START Material for the task

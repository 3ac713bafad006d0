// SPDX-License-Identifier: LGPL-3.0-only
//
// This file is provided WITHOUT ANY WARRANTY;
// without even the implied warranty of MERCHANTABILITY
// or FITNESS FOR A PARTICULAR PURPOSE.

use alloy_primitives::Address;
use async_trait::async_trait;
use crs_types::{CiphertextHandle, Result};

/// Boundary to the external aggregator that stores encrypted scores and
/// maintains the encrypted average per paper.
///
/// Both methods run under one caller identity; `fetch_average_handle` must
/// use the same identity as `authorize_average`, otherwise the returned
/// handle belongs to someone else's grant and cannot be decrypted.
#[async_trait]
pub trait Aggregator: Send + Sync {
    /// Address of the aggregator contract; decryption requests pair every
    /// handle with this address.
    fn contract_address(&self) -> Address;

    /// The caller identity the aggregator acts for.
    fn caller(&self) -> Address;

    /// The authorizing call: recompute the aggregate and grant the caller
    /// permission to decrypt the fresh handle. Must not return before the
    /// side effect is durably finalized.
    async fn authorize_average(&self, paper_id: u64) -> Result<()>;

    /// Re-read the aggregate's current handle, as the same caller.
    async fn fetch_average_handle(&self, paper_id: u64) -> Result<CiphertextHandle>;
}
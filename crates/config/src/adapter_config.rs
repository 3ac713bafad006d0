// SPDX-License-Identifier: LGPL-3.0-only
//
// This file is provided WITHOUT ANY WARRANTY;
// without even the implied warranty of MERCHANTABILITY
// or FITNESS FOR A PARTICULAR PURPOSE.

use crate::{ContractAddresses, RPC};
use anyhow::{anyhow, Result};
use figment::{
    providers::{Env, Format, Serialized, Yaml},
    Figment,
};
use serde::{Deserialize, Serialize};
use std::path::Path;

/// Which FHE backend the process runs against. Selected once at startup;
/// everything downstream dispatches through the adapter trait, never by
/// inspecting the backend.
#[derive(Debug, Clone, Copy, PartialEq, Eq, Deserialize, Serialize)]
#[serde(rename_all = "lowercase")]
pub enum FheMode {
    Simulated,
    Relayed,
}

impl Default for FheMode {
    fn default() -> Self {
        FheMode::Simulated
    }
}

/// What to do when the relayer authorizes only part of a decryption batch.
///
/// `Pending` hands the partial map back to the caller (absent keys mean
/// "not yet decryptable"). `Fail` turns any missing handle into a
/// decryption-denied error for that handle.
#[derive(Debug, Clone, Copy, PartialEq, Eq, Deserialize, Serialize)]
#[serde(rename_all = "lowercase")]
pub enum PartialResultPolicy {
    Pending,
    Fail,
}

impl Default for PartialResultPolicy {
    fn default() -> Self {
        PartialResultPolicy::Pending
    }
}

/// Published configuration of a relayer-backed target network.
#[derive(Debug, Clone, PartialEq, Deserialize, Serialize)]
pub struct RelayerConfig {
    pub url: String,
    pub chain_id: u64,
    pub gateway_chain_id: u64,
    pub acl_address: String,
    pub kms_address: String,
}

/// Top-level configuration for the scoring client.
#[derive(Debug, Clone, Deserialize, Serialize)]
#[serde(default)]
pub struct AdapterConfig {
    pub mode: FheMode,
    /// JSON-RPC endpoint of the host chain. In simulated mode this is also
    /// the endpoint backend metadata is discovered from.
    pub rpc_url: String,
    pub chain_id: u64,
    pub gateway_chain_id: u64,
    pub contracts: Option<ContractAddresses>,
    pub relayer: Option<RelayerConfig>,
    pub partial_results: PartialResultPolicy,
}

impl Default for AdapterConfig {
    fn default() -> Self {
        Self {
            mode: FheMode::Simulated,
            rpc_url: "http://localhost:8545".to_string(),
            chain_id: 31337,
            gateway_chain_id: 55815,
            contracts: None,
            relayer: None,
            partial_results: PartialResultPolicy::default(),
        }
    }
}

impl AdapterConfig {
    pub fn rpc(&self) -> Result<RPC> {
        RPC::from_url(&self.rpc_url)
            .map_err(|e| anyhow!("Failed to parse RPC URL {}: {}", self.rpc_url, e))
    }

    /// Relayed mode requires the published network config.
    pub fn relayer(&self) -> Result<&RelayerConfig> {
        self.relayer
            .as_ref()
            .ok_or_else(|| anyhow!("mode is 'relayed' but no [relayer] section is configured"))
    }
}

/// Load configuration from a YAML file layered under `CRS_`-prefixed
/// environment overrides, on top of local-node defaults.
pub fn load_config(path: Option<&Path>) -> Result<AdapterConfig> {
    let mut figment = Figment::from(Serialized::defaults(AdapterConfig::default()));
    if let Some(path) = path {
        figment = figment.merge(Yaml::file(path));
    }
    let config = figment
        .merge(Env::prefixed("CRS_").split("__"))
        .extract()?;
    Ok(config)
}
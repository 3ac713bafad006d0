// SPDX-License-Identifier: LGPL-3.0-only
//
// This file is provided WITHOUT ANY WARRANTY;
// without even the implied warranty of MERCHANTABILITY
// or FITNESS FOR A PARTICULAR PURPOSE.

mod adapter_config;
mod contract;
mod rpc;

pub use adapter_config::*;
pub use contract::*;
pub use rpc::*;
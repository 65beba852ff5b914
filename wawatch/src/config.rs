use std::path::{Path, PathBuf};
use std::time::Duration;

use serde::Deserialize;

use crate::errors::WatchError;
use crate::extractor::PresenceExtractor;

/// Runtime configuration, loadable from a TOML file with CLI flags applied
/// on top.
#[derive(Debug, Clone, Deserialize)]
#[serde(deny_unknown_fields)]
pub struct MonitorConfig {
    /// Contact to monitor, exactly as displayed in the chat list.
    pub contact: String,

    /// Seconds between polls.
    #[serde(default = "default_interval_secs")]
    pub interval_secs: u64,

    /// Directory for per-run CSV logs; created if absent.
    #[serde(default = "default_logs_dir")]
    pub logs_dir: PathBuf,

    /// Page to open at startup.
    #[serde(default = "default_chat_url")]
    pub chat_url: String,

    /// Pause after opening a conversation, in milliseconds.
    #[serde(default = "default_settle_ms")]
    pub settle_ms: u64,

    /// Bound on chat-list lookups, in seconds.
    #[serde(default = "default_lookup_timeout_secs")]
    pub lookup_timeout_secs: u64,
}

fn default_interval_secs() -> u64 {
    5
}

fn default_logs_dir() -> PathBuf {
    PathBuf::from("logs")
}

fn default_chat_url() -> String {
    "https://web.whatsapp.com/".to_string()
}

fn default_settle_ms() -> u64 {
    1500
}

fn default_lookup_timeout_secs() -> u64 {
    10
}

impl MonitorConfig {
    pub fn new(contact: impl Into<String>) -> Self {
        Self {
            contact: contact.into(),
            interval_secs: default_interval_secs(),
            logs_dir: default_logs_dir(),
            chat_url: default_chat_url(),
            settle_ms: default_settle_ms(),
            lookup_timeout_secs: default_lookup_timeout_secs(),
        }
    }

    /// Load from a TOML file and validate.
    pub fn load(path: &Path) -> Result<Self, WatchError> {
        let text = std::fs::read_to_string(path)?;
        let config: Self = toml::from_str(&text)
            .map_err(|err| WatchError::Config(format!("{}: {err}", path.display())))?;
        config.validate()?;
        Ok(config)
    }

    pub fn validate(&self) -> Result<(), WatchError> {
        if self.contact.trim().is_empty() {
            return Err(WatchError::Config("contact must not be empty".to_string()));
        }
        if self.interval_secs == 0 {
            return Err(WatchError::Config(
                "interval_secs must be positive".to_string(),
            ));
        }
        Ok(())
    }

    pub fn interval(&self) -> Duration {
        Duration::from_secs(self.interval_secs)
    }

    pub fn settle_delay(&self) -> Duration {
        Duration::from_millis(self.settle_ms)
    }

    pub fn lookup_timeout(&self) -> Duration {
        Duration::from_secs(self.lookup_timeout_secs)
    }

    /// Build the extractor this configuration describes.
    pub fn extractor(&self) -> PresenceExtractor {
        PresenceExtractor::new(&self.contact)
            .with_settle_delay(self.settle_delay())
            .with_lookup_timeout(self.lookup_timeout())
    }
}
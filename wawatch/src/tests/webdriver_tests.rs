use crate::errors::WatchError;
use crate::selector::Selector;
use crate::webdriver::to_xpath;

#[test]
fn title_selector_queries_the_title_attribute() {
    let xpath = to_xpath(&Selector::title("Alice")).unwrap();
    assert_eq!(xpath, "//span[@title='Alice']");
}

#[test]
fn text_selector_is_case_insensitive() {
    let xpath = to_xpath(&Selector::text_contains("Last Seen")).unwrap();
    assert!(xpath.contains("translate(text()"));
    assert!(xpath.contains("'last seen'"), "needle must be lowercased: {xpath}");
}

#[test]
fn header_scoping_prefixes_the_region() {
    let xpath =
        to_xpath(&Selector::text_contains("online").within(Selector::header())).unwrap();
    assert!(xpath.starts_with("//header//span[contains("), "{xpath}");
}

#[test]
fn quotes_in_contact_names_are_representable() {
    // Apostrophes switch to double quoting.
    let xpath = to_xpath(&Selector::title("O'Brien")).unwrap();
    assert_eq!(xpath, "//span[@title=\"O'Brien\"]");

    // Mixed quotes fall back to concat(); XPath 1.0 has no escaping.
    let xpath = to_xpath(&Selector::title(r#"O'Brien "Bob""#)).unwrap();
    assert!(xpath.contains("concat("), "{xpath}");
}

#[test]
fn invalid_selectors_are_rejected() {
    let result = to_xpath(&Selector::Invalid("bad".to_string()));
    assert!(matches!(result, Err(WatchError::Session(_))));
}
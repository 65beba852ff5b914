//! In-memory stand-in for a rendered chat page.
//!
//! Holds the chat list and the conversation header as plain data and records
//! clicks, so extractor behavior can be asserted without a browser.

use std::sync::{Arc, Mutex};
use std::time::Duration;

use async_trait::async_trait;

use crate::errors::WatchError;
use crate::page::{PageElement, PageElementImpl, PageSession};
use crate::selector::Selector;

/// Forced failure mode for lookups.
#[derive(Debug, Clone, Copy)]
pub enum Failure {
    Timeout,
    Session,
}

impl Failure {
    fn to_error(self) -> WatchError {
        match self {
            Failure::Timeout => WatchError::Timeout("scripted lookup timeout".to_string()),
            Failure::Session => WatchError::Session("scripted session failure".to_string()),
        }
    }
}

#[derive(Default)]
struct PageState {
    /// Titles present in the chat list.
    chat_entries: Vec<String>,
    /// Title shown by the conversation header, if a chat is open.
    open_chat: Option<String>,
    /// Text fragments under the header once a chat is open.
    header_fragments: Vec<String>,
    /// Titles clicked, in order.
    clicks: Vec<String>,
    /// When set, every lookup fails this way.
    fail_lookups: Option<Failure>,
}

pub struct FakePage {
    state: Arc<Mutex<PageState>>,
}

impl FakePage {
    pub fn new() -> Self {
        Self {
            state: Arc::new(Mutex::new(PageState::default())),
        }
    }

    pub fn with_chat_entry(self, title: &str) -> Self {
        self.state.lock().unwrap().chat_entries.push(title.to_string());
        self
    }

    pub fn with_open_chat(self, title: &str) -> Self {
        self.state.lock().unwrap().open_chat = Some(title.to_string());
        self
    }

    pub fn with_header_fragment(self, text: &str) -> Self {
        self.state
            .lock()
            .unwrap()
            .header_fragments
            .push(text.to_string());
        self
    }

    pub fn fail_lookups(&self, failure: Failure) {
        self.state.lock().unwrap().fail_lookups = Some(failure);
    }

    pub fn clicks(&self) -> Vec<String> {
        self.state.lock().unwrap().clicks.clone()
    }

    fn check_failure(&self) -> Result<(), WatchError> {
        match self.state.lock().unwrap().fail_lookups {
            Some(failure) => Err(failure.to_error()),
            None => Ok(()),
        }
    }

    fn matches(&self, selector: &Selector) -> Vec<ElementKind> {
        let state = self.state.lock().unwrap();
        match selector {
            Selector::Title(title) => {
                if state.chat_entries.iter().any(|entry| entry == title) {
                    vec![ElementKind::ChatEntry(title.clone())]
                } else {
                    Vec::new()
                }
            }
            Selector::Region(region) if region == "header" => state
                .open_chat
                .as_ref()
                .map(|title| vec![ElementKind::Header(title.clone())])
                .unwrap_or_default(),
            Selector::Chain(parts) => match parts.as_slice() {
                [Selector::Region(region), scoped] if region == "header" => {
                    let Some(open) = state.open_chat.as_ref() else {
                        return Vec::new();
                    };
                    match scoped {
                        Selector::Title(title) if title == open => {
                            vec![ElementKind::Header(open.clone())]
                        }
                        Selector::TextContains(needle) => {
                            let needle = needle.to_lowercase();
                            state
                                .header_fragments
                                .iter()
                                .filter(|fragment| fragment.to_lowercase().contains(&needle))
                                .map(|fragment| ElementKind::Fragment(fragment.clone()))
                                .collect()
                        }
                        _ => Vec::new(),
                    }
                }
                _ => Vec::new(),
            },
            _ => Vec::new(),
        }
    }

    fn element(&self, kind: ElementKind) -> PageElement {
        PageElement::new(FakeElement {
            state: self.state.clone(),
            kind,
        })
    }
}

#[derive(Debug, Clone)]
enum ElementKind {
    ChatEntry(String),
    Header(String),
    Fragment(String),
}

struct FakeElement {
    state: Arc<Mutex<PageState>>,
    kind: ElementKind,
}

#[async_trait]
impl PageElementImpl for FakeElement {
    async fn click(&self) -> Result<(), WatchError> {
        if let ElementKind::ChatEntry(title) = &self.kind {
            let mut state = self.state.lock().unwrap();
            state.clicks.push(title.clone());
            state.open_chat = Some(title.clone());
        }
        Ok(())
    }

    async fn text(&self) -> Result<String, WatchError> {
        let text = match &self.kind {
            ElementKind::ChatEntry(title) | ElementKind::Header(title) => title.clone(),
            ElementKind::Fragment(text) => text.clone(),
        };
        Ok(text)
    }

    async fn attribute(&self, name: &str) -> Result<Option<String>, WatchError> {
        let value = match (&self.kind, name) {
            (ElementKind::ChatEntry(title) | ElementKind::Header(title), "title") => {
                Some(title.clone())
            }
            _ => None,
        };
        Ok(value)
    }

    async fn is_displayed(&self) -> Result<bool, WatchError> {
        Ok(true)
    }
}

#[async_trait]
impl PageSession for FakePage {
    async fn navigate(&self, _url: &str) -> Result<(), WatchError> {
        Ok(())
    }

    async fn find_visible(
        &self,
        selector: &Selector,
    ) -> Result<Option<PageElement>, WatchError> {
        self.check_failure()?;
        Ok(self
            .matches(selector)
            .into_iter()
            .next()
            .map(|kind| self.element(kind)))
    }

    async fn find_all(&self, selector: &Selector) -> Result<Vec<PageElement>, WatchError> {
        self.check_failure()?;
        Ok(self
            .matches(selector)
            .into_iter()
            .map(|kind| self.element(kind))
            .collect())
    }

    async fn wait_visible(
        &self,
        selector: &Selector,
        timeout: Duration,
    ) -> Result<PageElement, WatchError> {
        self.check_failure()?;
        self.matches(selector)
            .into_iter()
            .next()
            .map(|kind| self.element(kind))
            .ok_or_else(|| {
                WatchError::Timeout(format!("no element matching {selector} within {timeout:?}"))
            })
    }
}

END Material for the task

Work order: Above are records; count the lines among them that include the word "AdapterConfig", and give only the number.

Exercise response: 5